我们之所以集中资源优化这两个平台，是基于对技术优劣和客户需求的深刻理解。以下是我们不将其他方法作为主力服务平台的核心理由：

等位基因特异性PCR：利用PCR引物3’末端的特异性。通量极低，假阳性率高，标准化难。因为实验设计简单、成本低，适合实验室内部验证个别位点，但难以实现多位点、多样本的高效、标准化检测，不适合作为商业化服务，一些低频位点快速筛查可以使用。

PCR-RFLP：利用限制性内切酶对特定序列的切割能力。流程繁琐，通量低，自动化程度低，假阳性率高。依赖酶切位点。需要凝胶电泳，步骤多、耗时长，易引入人为误差，无法满足现代科研对效率和规模的要求，只有在预算极其有限，且对灵敏度要求不高的情况下，可以作为最初步的、非结论性的筛查工具。
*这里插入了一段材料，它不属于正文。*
//! Per-source rate limiting for outbound bibliographic requests.
//!
//! Each source has a minimum interval between requests (the inverse of its
//! token rate); requests to different sources never wait on each other. A
//! server-mandated `Retry-After` can tighten a source's next slot.

use std::sync::Arc;
use std::sync::atomic::{AtomicU64, Ordering};
use std::time::{Duration, SystemTime};

use dashmap::DashMap;
use tokio::sync::Mutex;
use tokio::time::Instant;
use tracing::{debug, warn};

use crate::config::EnrichConfig;

/// Warning threshold for cumulative delay per source (30 seconds).
const CUMULATIVE_DELAY_WARNING_THRESHOLD: Duration = Duration::from_secs(30);

/// Maximum honored Retry-After value (1 hour).
const MAX_RETRY_AFTER: Duration = Duration::from_secs(3600);

/// E-utilities interval without an API key (3 req/s).
const EUTILS_INTERVAL_NO_KEY: Duration = Duration::from_millis(334);

/// E-utilities interval with an API key (10 req/s).
const EUTILS_INTERVAL_WITH_KEY: Duration = Duration::from_millis(100);

/// Per-source rate limiter.
///
/// Designed to be wrapped in `Arc` and shared by every source client.
/// `DashMap` gives lock-free access to per-source state; the inner
/// `tokio::sync::Mutex` serializes the read-update of each source's last
/// request instant.
#[derive(Debug)]
pub struct RateLimiter {
    default_interval: Duration,
    /// Source-specific intervals overriding the default.
    intervals: DashMap<String, Duration>,
    /// Per-source state.
    /// Arc lets the DashMap shard lock drop before awaiting the inner Mutex.
    sources: DashMap<String, Arc<SourceState>>,
}

#[derive(Debug)]
struct SourceState {
    last_request: Mutex<Option<Instant>>,
    /// One-shot extra delay recorded from a Retry-After header, in ms.
    mandated_delay_ms: AtomicU64,
    cumulative_delay_ms: AtomicU64,
}

impl SourceState {
    fn new() -> Self {
        Self {
            last_request: Mutex::new(None),
            mandated_delay_ms: AtomicU64::new(0),
            cumulative_delay_ms: AtomicU64::new(0),
        }
    }

    fn add_cumulative_delay(&self, delay: Duration) -> Duration {
        #[allow(clippy::cast_possible_truncation)]
        let delay_ms = delay.as_millis() as u64;
        let total = self
            .cumulative_delay_ms
            .fetch_add(delay_ms, Ordering::SeqCst)
            + delay_ms;
        Duration::from_millis(total)
    }
}

impl RateLimiter {
    /// Creates a limiter with the given default per-source interval.
    #[must_use]
    pub fn new(default_interval: Duration) -> Self {
        Self {
            default_interval,
            intervals: DashMap::new(),
            sources: DashMap::new(),
        }
    }

    /// Creates the limiter used by the default registry, deriving the
    /// E-utilities interval from whether an NCBI API key is configured.
    #[must_use]
    pub fn for_config(config: &EnrichConfig) -> Self {
        let limiter = Self::new(Duration::from_millis(200));
        let eutils = if config.ncbi_api_key.is_some() {
            EUTILS_INTERVAL_WITH_KEY
        } else {
            EUTILS_INTERVAL_NO_KEY
        };
        limiter.set_interval("pubmed", eutils);
        limiter.set_interval("pmc", eutils);
        // Semantic Scholar throttles aggressively without a key.
        limiter.set_interval("semantic_scholar", Duration::from_millis(1100));
        limiter
    }

    /// Overrides the interval for one source.
    pub fn set_interval(&self, source: &str, interval: Duration) {
        self.intervals.insert(source.to_string(), interval);
    }

    /// Waits until a request to `source` is allowed, then claims the slot.
    pub async fn acquire(&self, source: &str) {
        let interval = self
            .intervals
            .get(source)
            .map_or(self.default_interval, |entry| *entry.value());

        let state = self
            .sources
            .entry(source.to_string())
            .or_insert_with(|| Arc::new(SourceState::new()))
            .clone();

        let mandated = Duration::from_millis(state.mandated_delay_ms.swap(0, Ordering::SeqCst));
        let required_gap = interval.max(mandated);

        let mut last = state.last_request.lock().await;
        let now = Instant::now();

        if let Some(previous) = *last {
            let elapsed = now.duration_since(previous);
            if elapsed < required_gap {
                let wait = required_gap - elapsed;
                let total = state.add_cumulative_delay(wait);
                if total >= CUMULATIVE_DELAY_WARNING_THRESHOLD {
                    warn!(
                        source,
                        total_delay_ms = total.as_millis(),
                        "cumulative rate-limit delay is high"
                    );
                }
                debug!(source, wait_ms = wait.as_millis(), "rate limit wait");
                tokio::time::sleep(wait).await;
            }
        }

        *last = Some(Instant::now());
    }

    /// Records a server-mandated delay (Retry-After) for the next request.
    pub fn record_rate_limit(&self, source: &str, delay: Duration) {
        let capped = delay.min(MAX_RETRY_AFTER);
        let state = self
            .sources
            .entry(source.to_string())
            .or_insert_with(|| Arc::new(SourceState::new()))
            .clone();
        #[allow(clippy::cast_possible_truncation)]
        state
            .mandated_delay_ms
            .store(capped.as_millis() as u64, Ordering::SeqCst);
        debug!(source, delay_ms = capped.as_millis(), "recorded Retry-After delay");
    }
}

/// Parses a Retry-After header value: either delta-seconds or an HTTP-date.
///
/// Returns `None` for unparseable values.
#[must_use]
pub fn parse_retry_after(value: &str) -> Option<Duration> {
    let trimmed = value.trim();

    if let Ok(seconds) = trimmed.parse::<u64>() {
        return Some(Duration::from_secs(seconds));
    }

    let when = httpdate::parse_http_date(trimmed).ok()?;
    when.duration_since(SystemTime::now()).ok()
}
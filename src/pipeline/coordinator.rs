//! The pipeline coordinator: the per-dataset state machine over
//! P1 (citations) -> P2 (urls) -> P3 (pdfs) -> P4 (parse).
//!
//! Every stage transition persists before the next stage executes, so an
//! interrupted run resumes from the registry without duplicate external
//! work. Stage retries follow the smart-reenrichment rule: run when never
//! attempted, or when the last failure is older than the backoff rung for
//! its retry count; a stage that exhausts its retry budget is poisoned and
//! the dataset's completeness freezes at the highest achieved level.

use std::sync::Arc;

use chrono::{DateTime, Utc};
use futures_util::StreamExt;
use thiserror::Error;
use tracing::{debug, instrument, warn};

use crate::cache::{DatasetManifest, LayeredCache, ManifestEntry, StoredParsed};
use crate::config::EnrichConfig;
use crate::discovery::CitationDiscovery;
use crate::download::DownloadManager;
use crate::extract;
use crate::fulltext::{FullTextManager, PmcBlocklist};
use crate::ident::GeoAccession;
use crate::logfmt::{self, Status};
use crate::registry::{
    CompletenessLevel, DatasetMetadata, Registry, RegistryError, Relationship, Stage, SuccessInfo,
};
use crate::source::{PubRef, SourceError, SourceRegistry, UrlCandidate};

/// Per-publication fan-out bound within one stage. For the parse stage
/// this is also the extraction worker-pool bound.
const STAGE_FANOUT: usize = 10;

/// Per-publication result of the parse fan-out.
enum ParseOutcome {
    AlreadyParsed,
    NoPdf,
    Parsed(Box<crate::extract::ParsedContent>),
    Failed(String),
    RegistryError(String),
}

/// Coordinator errors surfaced to the boundary.
#[derive(Debug, Error)]
pub enum PipelineError {
    #[error(transparent)]
    Registry(#[from] RegistryError),

    #[error("invalid GEO accession: {0}")]
    InvalidAccession(String),
}
//! Full-text URL collection (stage P2).
//!
//! Fans out over every enabled URL source in parallel under a global
//! budget, normalizes and classifies the returned candidates, applies the
//! blocked-PMC compensation, and produces one ranked list per publication.
//! Individual source failures never fail the batch; they fold into the
//! per-source status map.

use std::collections::HashMap;
use std::sync::Arc;
use std::sync::atomic::{AtomicU64, Ordering};
use std::time::Duration;

use serde::{Deserialize, Serialize};
use tokio::time::Instant;
use tracing::{debug, instrument};

use crate::classify::{self, UrlType};
use crate::logfmt::{self, Status};
use crate::source::{PubRef, SourceError, SourceRegistry, UrlCandidate};
use crate::util::normalize_url;

/// How long a PMC 403 keeps the host marked as blocked.
const PMC_BLOCK_WINDOW: Duration = Duration::from_secs(3600);

/// Outcome of one source's participation in a collection batch.
#[derive(Debug, Clone, PartialEq, Eq, Serialize, Deserialize)]
#[serde(rename_all = "snake_case", tag = "outcome", content = "detail")]
pub enum SourceOutcome {
    /// Source returned this many candidates.
    Ok(usize),
    /// Source responded but had nothing for this publication.
    Empty,
    /// Identifier unknown to the source.
    NotFound,
    /// Source refused access.
    Denied(String),
    /// Transient failure after the retry.
    Transient(String),
    /// Source exceeded the batch budget.
    TimedOut,
}

/// Result of collecting URLs for one publication.
#[derive(Debug, Clone)]
pub struct UrlCollection {
    /// False only when zero candidates were produced.
    pub success: bool,
    /// Ranked candidates, best first.
    pub all_urls: Vec<UrlCandidate>,
    /// Per-source diagnostics for the batch.
    pub source_statuses: HashMap<String, SourceOutcome>,
}

/// Shared record of PMC's programmatic-access blocking.
///
/// The download waterfall records a 403 from a PMC host here; the collection
/// stage consults it so a cached PMC URL is never trusted alone.
#[derive(Debug, Default)]
pub struct PmcBlocklist {
    /// Milliseconds since an arbitrary epoch instant; 0 = never blocked.
    blocked_at_ms: AtomicU64,
}

impl PmcBlocklist {
    /// Creates an unblocked tracker.
    #[must_use]
    pub fn new() -> Self {
        Self::default()
    }

    /// Records a PMC block observed just now.
    pub fn record_block(&self) {
        self.blocked_at_ms
            .store(Self::now_ms().max(1), Ordering::SeqCst);
        logfmt::log_event(
            Status::Warn,
            "pmc",
            "programmatic access blocked; PMC candidates distrusted",
            &[],
        );
    }

    /// True while the block window is active.
    #[must_use]
    pub fn is_blocked(&self) -> bool {
        let blocked_at = self.blocked_at_ms.load(Ordering::SeqCst);
        if blocked_at == 0 {
            return false;
        }
        Self::now_ms().saturating_sub(blocked_at) < PMC_BLOCK_WINDOW.as_millis() as u64
    }

    #[allow(clippy::cast_possible_truncation)]
    fn now_ms() -> u64 {
        use std::sync::OnceLock;
        static EPOCH: OnceLock<Instant> = OnceLock::new();
        let epoch = *EPOCH.get_or_init(Instant::now);
        Instant::now().duration_since(epoch).as_millis() as u64
    }
}

/// The P2 manager.
pub struct FullTextManager {
    sources: Arc<SourceRegistry>,
    pmc_blocklist: Arc<PmcBlocklist>,
    batch_timeout: Duration,
    institutional_enabled: bool,
}

impl FullTextManager {
    /// Creates a manager over the given source registry.
    #[must_use]
    pub fn new(
        sources: Arc<SourceRegistry>,
        pmc_blocklist: Arc<PmcBlocklist>,
        batch_timeout: Duration,
        institutional_enabled: bool,
    ) -> Self {
        Self {
            sources,
            pmc_blocklist,
            batch_timeout,
            institutional_enabled,
        }
    }

    /// Collects and ranks candidate URLs for one publication.
    ///
    /// `cached` carries candidates already known to the registry from prior
    /// runs; they participate in ranking but PMC-hosted entries are stripped
    /// while PMC is blocked.
    #[instrument(skip(self, publication, cached), fields(pub_key = ?publication.ids.pub_key()))]
    pub async fn collect_urls(
        &self,
        publication: &PubRef,
        cached: &[UrlCandidate],
    ) -> UrlCollection {
        let mut source_statuses = HashMap::new();
        let mut candidates: Vec<UrlCandidate> = Vec::new();

        // Every source gets the same deadline; slow sources yield a timeout
        // status while the rest of the batch proceeds.
        let fetches = self.sources.url_sources().iter().map(|source| {
            let source = Arc::clone(source);
            let publication = publication.clone();
            let budget = self.batch_timeout;
            async move {
                let name = source.name();
                let outcome = tokio::time::timeout(budget, source.fetch_urls(&publication)).await;
                (name, outcome)
            }
        });

        for (name, outcome) in futures_util::future::join_all(fetches).await {
            match outcome {
                Ok(Ok(urls)) if urls.is_empty() => {
                    source_statuses.insert(name.to_string(), SourceOutcome::Empty);
                }
                Ok(Ok(urls)) => {
                    source_statuses.insert(name.to_string(), SourceOutcome::Ok(urls.len()));
                    candidates.extend(urls);
                }
                Ok(Err(SourceError::NotFound)) => {
                    source_statuses.insert(name.to_string(), SourceOutcome::NotFound);
                }
                Ok(Err(SourceError::Disabled)) => {
                    source_statuses.insert(
                        name.to_string(),
                        SourceOutcome::Denied("disabled".to_string()),
                    );
                }
                Ok(Err(SourceError::PermanentDenied(reason))) => {
                    source_statuses.insert(name.to_string(), SourceOutcome::Denied(reason));
                }
                Ok(Err(error)) => {
                    source_statuses
                        .insert(name.to_string(), SourceOutcome::Transient(error.to_string()));
                }
                Err(_elapsed) => {
                    source_statuses.insert(name.to_string(), SourceOutcome::TimedOut);
                }
            }
        }

        // Cached candidates were persisted with their boost already applied;
        // withdraw it so finalize does not apply it twice.
        candidates.extend(cached.iter().cloned().map(|mut c| {
            c.priority -= c.url_type.priority_boost();
            c
        }));

        let pmc_blocked = self.pmc_blocklist.is_blocked();
        if pmc_blocked {
            candidates.retain(|c| !classify::is_pmc_host(&c.url));
        }

        let mut ranked = finalize_candidates(candidates, self.institutional_enabled);

        // A publication left with nothing after the PMC strip (its only
        // candidates were PMC-hosted) gets one OpenAlex fallback lookup: a
        // cached PMC URL is never trusted alone.
        if pmc_blocked && ranked.is_empty() {
            match self.sources.openalex().fetch_oa_fallback(&publication.ids).await {
                Ok(fallback) => {
                    source_statuses.insert(
                        "openalex_fallback".to_string(),
                        SourceOutcome::Ok(fallback.len()),
                    );
                    ranked = finalize_candidates(fallback, self.institutional_enabled);
                }
                Err(error) => {
                    source_statuses.insert(
                        "openalex_fallback".to_string(),
                        SourceOutcome::Transient(error.to_string()),
                    );
                }
            }
        }

        let success = !ranked.is_empty();
        logfmt::log_event(
            if success { Status::Ok } else { Status::Fail },
            "fulltext",
            "URL collection finished",
            &[
                ("candidates", &ranked.len().to_string()),
                ("sources", &source_statuses.len().to_string()),
            ],
        );
        debug!(?source_statuses, "collection statuses");

        UrlCollection {
            success,
            all_urls: ranked,
            source_statuses,
        }
    }
}

/// Normalizes, classifies, boosts, deduplicates, and ranks candidates.
///
/// Sort is stable, so candidates that tie on adjusted priority keep their
/// source order.
fn finalize_candidates(candidates: Vec<UrlCandidate>, institutional_enabled: bool) -> Vec<UrlCandidate> {
    let mut seen = std::collections::HashSet::new();
    let mut finalized: Vec<UrlCandidate> = Vec::new();

    for mut candidate in candidates {
        candidate.url = normalize_url(&candidate.url);
        if !seen.insert(candidate.url.clone()) {
            continue;
        }

        let classified = classify::classify(&candidate.url);
        // Trust an explicit direct-pdf assignment from a source over a
        // pattern miss, but never the other way around.
        if classified != UrlType::Unknown || candidate.url_type == UrlType::Unknown {
            candidate.url_type = classified;
        }
        candidate.priority += candidate.url_type.priority_boost();

        if candidate.requires_auth && !institutional_enabled {
            // Kept in the list for diagnostics; the waterfall skips it.
            candidate
                .metadata
                .insert("auth_unavailable".to_string(), "true".to_string());
        }

        finalized.push(candidate);
    }

    finalized.sort_by_key(|c| c.priority);
    finalized
}
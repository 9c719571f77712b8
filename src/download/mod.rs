//! PDF acquisition (stage P3): streaming fetches, landing-page extraction,
//! and the candidate waterfall.
//!
//! # Overview
//!
//! - [`PdfFetcher`] - streaming HTTP client with PDF validation
//! - [`extract_pdf_url`] - landing-page PDF link extraction
//! - [`DownloadManager`] - the per-publication waterfall with a global
//!   concurrency bound and full attempt history
//! - [`DownloadError`] - failure taxonomy for single fetches

mod client;
mod error;
mod landing;
mod waterfall;

pub use client::{BROWSER_USER_AGENT, FetchedHtml, FetchedPdf, PdfFetcher};
pub use error::DownloadError;
pub use landing::extract_pdf_url;
pub use waterfall::{AttemptRecord, AttemptStatus, DownloadManager, DownloadResult};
TaqMan探针法：基于PCR的荧光探针水解与荧光信号检测。成本与通量的尴尬区，在性价比和灵活性上被LDR和Hi-SNP双向“夹击"。优势是操作简单、单样本单点位快速检测，但通量极低，无法同时检测多点位。适用于单点位验证。

基因芯片：将探针固定在芯片上，捕获样本DNA。灵活性差，信息量固定。芯片位点是预先设定的，无法自由改变。其检测范围限于已知变异，无法发现新位点。对于非标准定制需求，芯片成本高昂，通常需要专业公司服务。通常用于遗传病筛查等方向，Hi-SNP则在通量和灵活性上全面超越。

总结

如果您的研究是“精准针对"：目标明确，SNP位点和样本量较少，请选择我们的PCR-LDR服务平台，进行精准、可靠的验证。它为您提供了最佳的成本控制、高准确性和快速的交付周期。

如果您的研究是“全景扫描"：需要在大规模群体中筛选海量的遗传标记，或是探索未知，请选择我们的Hi-SNP（NGS）服务平台。它将为您打开一扇通往大数据研究的大门。